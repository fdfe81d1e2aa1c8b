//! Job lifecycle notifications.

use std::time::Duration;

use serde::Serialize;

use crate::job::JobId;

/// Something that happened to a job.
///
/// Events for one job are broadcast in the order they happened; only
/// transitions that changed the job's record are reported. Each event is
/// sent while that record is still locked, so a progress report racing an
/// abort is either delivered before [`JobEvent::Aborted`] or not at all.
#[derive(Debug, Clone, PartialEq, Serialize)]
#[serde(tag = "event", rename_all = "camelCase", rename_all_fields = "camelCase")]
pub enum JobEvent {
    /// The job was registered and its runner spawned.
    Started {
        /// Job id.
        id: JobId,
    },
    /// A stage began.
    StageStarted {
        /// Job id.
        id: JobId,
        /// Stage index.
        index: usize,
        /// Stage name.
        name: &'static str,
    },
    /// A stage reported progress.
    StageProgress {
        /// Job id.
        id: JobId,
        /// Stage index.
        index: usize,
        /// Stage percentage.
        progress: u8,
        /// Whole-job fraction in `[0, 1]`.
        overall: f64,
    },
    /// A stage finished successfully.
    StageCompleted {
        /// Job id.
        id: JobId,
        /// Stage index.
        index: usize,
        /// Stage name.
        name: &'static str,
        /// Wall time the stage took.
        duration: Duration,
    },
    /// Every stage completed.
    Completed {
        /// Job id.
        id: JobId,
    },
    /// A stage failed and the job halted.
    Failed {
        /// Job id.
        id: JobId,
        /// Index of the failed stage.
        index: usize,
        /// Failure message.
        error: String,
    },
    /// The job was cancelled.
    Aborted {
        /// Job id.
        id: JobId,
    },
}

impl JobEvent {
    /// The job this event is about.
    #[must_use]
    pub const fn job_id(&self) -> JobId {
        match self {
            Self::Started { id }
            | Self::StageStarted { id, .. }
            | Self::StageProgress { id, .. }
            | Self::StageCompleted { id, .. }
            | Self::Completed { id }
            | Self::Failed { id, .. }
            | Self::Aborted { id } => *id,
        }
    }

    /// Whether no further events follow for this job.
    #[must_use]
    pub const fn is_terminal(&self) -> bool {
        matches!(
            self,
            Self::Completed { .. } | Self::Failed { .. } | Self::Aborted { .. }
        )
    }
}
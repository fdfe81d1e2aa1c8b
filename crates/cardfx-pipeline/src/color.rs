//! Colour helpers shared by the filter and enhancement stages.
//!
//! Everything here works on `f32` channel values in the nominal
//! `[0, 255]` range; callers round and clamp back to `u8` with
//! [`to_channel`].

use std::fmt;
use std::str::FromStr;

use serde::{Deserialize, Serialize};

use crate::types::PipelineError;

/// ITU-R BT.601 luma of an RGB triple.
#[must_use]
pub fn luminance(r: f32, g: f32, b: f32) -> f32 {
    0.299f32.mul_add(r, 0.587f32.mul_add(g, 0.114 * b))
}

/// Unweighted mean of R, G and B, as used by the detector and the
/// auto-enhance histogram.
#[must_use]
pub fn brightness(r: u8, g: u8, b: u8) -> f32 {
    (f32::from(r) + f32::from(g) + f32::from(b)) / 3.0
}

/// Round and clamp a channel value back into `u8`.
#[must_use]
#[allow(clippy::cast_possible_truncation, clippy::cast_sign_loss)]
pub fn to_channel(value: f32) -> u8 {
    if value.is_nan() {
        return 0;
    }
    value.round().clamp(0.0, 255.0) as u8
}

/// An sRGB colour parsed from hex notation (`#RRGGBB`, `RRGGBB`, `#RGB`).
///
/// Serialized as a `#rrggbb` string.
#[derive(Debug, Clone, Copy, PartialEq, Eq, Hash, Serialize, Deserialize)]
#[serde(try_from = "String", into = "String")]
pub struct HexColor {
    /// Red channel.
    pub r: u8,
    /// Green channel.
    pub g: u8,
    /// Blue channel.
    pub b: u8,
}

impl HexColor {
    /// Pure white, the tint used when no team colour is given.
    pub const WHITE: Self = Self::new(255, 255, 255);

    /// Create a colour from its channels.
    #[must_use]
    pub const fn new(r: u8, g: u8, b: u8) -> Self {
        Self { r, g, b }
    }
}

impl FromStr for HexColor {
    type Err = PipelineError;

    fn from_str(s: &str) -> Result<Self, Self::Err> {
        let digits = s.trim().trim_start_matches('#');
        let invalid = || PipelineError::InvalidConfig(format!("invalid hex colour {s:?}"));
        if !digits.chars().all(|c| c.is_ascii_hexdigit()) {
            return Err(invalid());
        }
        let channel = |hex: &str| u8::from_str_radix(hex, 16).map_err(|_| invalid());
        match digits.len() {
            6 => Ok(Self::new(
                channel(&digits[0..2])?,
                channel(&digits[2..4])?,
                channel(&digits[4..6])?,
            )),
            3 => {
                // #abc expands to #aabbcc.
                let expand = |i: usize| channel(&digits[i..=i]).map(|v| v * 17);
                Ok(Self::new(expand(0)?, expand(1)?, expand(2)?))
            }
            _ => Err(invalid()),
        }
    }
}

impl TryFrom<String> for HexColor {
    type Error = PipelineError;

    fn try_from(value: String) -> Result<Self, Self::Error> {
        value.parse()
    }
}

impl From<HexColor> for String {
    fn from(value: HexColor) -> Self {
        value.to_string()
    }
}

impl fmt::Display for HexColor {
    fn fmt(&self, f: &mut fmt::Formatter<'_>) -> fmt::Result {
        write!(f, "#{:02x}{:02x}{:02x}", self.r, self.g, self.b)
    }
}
================
Start with the line above that contains "use serde::Serialize;" and stop after the line that contains "not at all.". Output those lines exactly, and only those.

use serde::Serialize;

use crate::job::JobId;

/// Something that happened to a job.
///
/// Events for one job are broadcast in the order they happened; only
/// transitions that changed the job's record are reported. Each event is
/// sent while that record is still locked, so a progress report racing an
/// abort is either delivered before [`JobEvent::Aborted`] or not at all.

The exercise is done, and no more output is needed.